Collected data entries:
"""
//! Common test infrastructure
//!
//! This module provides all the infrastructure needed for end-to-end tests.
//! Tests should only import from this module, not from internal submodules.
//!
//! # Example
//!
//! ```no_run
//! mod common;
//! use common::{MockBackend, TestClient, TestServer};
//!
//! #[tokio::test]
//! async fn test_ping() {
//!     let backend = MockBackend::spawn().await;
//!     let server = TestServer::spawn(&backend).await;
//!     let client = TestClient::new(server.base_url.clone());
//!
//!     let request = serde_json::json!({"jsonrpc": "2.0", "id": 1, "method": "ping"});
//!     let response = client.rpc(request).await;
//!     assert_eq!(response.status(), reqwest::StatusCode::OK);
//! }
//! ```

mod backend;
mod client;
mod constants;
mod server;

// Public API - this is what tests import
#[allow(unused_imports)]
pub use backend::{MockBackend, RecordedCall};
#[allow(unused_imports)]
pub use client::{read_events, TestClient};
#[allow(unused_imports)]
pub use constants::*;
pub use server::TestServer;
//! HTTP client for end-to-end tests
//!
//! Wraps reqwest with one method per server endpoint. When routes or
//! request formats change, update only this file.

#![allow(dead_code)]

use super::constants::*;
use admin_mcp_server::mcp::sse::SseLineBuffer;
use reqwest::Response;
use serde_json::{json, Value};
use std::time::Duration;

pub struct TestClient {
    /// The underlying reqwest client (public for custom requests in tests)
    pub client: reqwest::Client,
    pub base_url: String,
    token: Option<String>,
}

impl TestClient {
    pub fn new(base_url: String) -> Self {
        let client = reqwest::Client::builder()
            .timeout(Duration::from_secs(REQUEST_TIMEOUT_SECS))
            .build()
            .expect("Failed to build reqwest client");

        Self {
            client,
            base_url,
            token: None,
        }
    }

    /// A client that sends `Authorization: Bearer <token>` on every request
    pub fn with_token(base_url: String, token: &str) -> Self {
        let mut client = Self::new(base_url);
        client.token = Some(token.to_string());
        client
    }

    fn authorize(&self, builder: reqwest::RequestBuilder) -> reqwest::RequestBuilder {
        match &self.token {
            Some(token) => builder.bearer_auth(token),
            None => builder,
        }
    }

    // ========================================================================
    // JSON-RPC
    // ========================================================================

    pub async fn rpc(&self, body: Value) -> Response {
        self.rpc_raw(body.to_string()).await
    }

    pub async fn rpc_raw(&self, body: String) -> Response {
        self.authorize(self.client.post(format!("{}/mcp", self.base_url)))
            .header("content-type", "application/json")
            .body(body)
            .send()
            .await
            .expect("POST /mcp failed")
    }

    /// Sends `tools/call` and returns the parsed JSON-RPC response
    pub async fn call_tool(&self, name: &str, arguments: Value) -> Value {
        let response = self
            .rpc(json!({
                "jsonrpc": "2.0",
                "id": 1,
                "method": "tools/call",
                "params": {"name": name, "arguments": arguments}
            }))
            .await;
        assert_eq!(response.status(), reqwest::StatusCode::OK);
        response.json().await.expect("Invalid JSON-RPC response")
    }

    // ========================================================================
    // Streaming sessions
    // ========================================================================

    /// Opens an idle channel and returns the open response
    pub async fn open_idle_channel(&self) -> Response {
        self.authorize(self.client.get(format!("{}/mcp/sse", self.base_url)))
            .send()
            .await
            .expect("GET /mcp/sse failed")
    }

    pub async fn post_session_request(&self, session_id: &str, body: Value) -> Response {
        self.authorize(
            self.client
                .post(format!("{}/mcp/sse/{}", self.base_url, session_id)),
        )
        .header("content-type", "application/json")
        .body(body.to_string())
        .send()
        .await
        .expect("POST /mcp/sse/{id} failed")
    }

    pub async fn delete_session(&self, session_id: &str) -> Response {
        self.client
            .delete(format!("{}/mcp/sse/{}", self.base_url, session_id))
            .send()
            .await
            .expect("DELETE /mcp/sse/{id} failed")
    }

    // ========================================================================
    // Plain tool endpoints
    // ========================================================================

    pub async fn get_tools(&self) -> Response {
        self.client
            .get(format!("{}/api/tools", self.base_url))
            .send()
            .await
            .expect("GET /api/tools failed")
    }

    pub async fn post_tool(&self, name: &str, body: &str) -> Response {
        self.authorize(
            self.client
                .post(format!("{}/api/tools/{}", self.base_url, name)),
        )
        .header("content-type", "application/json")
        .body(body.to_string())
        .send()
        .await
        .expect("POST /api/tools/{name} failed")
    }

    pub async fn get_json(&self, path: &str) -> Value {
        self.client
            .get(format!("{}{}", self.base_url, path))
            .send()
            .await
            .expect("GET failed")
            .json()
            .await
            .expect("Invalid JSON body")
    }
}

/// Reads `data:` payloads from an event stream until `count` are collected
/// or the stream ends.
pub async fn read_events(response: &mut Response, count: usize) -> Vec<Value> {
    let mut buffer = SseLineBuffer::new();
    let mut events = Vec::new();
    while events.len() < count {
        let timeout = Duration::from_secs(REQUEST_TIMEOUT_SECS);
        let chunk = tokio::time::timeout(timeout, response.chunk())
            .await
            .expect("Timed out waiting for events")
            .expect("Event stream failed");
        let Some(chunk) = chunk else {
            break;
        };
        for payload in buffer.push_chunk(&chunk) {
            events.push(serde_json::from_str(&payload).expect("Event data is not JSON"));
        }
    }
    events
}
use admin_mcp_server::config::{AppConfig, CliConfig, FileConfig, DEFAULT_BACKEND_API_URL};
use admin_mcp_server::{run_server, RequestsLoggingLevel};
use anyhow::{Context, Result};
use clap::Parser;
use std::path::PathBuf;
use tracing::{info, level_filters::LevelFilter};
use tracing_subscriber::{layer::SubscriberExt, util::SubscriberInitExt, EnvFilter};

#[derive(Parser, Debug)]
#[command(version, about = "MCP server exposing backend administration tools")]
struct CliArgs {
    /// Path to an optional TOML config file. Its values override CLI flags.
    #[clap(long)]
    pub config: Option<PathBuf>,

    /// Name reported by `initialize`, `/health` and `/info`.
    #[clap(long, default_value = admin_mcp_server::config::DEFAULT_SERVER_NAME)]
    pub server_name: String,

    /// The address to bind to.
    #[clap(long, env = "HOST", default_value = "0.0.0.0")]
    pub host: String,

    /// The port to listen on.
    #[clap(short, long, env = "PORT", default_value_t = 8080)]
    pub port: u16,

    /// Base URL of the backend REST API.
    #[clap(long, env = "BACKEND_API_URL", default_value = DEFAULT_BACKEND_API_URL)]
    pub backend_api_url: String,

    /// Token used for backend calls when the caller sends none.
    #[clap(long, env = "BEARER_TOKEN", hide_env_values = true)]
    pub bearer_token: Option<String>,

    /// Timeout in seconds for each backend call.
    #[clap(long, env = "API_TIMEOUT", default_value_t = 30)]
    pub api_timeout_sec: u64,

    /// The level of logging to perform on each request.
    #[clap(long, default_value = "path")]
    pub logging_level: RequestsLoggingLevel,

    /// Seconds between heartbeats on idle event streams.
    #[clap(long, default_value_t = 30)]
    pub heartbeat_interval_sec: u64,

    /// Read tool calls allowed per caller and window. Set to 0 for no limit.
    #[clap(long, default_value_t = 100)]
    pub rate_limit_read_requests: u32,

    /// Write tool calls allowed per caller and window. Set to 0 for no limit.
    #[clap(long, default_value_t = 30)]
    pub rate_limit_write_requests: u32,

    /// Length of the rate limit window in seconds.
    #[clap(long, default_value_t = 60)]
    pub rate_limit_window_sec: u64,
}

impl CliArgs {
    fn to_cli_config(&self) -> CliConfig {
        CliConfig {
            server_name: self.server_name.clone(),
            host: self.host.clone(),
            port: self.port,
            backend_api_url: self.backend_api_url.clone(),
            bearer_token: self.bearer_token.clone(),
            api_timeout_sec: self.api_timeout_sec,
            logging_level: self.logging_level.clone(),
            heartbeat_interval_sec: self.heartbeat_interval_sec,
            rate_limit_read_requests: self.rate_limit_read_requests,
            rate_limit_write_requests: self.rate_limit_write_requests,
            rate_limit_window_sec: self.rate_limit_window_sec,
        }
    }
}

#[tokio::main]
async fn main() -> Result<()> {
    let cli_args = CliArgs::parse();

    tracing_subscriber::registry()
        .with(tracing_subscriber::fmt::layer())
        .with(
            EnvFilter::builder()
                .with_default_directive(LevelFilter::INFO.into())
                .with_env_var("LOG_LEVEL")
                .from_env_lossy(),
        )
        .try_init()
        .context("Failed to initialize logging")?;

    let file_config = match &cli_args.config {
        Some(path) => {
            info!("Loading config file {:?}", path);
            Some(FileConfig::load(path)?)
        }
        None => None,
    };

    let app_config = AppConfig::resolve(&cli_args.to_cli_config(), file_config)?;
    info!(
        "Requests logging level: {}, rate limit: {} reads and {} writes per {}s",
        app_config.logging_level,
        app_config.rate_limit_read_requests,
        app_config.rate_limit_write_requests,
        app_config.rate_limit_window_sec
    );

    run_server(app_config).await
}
"""
YOUR GOAL
Print, from the entries above, the line with "backend REST API.", the line with "hide_env_values = true)]" and all lines between them, exactly and with nothing else.

TASK SOLUTION
    /// Base URL of the backend REST API.
    #[clap(long, env = "BACKEND_API_URL", default_value = DEFAULT_BACKEND_API_URL)]
    pub backend_api_url: String,

    /// Token used for backend calls when the caller sends none.
    #[clap(long, env = "BEARER_TOKEN", hide_env_values = true)]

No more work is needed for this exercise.